» **Given entries**:
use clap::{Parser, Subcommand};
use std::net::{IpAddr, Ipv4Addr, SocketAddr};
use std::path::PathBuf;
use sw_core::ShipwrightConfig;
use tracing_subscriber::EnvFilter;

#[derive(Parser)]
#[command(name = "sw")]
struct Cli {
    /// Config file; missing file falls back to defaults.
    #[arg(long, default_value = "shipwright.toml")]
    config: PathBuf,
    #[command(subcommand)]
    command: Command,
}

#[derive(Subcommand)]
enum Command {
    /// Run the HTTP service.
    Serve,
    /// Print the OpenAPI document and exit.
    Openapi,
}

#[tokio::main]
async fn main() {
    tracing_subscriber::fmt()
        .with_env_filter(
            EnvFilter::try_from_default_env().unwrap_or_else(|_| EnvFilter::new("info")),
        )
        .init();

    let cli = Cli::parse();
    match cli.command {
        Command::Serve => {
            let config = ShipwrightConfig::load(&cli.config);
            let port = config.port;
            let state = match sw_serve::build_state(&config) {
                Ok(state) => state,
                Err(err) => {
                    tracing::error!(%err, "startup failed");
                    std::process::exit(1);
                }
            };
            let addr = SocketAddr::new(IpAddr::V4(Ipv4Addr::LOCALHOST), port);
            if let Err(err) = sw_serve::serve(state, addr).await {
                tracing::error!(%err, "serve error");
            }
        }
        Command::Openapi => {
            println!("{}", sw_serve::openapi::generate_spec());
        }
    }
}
---
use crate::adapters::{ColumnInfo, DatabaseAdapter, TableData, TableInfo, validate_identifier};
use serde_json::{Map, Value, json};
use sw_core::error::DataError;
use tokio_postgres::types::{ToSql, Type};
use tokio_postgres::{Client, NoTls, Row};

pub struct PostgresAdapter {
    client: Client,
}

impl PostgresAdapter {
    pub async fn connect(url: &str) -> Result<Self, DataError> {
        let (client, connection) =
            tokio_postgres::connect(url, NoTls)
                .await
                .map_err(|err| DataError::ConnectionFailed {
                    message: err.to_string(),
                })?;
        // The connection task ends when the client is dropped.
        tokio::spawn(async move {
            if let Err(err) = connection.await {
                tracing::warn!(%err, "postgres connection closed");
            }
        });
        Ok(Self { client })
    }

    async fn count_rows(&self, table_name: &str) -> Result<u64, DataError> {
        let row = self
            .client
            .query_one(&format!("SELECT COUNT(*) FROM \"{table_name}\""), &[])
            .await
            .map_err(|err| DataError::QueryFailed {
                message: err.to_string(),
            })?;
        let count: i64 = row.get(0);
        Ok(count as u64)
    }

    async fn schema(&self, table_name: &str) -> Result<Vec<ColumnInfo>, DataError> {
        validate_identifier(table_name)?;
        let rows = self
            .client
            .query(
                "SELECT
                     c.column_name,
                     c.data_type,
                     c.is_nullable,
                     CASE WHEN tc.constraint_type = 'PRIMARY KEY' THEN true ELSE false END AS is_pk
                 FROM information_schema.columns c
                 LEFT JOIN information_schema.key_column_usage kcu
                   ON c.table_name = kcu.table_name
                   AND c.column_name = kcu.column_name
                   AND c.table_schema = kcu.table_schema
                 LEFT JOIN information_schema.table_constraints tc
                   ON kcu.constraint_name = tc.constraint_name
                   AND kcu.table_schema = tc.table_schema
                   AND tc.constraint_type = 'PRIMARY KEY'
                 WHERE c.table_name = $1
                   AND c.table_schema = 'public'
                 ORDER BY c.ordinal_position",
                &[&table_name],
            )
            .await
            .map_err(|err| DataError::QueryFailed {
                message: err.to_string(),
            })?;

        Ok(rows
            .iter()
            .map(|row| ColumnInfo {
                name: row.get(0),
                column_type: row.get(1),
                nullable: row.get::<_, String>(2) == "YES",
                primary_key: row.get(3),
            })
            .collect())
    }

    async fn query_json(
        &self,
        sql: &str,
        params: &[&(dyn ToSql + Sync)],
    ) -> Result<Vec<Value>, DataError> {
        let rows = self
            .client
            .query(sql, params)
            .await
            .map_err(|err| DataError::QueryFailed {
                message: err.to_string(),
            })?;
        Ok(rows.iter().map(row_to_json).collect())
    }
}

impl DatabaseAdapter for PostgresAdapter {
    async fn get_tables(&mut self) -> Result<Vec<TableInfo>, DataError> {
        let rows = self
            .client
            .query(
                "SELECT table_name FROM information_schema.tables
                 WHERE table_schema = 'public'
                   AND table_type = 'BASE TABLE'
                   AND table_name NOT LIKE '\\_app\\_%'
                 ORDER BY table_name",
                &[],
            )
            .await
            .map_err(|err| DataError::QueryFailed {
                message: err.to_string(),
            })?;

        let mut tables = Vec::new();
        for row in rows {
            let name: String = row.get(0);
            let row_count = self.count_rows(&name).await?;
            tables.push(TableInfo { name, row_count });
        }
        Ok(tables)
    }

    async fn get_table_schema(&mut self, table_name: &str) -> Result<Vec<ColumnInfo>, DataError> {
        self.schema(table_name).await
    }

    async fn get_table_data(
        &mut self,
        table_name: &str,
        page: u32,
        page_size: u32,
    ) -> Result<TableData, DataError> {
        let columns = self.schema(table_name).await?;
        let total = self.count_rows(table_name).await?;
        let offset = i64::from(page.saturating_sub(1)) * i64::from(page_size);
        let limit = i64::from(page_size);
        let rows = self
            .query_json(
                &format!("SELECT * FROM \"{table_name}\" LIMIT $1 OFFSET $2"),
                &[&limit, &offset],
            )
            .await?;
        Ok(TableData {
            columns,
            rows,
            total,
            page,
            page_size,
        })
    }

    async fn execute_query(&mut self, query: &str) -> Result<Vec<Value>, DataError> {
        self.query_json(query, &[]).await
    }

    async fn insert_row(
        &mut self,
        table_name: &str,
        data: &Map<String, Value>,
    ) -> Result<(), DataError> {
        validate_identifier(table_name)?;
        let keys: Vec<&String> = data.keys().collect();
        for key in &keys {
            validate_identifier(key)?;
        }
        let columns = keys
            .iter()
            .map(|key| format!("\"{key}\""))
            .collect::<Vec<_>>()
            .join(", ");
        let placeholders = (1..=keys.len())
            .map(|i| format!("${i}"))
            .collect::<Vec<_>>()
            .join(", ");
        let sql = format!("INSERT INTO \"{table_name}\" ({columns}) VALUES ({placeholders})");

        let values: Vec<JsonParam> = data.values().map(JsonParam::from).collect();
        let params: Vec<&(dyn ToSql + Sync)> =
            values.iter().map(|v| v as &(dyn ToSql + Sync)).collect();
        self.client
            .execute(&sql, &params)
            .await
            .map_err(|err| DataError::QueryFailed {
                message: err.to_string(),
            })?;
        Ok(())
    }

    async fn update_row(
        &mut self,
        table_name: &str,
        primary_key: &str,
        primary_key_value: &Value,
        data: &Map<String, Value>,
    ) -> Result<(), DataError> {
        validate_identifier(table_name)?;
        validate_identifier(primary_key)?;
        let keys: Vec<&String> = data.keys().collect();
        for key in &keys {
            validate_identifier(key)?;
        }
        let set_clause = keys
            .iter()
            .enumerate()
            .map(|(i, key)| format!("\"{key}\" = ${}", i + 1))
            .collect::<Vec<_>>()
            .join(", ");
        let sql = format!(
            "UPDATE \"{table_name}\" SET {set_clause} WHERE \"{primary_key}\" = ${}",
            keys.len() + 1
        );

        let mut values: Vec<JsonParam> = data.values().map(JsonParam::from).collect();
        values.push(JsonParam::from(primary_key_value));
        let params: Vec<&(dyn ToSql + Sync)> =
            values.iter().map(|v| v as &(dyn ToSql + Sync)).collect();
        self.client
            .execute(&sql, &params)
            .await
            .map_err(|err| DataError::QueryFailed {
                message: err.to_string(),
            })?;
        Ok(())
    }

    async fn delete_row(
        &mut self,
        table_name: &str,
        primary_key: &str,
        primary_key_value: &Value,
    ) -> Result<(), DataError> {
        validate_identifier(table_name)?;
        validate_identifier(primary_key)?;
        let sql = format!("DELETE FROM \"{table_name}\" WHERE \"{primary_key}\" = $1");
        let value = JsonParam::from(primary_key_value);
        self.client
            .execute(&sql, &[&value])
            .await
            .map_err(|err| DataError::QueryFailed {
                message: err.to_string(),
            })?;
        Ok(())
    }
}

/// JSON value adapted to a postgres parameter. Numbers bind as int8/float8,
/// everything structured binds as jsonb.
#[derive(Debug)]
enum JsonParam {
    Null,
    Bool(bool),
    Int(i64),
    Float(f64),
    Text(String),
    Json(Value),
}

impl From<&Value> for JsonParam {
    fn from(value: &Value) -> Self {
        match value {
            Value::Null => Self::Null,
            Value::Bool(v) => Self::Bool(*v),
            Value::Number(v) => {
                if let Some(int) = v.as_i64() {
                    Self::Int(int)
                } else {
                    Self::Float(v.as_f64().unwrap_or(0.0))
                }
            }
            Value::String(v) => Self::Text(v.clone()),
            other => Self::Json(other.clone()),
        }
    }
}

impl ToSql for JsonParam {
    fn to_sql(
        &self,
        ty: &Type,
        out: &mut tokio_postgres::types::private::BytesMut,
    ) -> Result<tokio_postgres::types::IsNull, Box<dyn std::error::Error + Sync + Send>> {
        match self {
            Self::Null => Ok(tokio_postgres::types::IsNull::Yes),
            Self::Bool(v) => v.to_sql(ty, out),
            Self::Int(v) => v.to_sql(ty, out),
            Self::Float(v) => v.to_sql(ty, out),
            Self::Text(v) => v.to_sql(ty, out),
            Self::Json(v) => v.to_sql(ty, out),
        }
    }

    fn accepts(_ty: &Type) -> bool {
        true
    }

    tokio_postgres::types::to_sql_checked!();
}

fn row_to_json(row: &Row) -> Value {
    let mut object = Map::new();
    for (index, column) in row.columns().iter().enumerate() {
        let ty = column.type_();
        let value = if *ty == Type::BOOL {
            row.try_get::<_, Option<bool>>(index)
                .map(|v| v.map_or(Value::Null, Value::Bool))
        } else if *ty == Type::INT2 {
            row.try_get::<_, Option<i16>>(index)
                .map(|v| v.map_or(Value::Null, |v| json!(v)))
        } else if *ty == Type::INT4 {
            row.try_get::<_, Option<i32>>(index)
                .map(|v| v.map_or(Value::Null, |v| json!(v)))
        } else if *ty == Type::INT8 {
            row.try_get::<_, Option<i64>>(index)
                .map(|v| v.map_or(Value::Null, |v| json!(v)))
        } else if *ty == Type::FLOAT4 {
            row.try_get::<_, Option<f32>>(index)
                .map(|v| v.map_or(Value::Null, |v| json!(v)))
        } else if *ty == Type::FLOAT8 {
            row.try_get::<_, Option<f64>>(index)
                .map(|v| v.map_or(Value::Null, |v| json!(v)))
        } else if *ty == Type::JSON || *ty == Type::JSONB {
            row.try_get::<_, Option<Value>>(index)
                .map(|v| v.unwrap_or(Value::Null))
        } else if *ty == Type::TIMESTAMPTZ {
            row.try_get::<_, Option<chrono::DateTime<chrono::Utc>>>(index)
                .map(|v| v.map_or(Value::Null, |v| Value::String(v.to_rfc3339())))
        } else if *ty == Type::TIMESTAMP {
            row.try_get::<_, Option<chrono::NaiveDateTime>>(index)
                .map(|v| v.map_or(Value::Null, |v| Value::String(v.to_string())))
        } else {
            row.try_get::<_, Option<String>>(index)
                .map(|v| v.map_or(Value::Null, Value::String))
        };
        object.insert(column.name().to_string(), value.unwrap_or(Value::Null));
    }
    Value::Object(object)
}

» **Exercise**: Search the data above for the word "LEFT". Copy each line it is in.

» **Written response**:
                 LEFT JOIN information_schema.key_column_usage kcu
                 LEFT JOIN information_schema.table_constraints tc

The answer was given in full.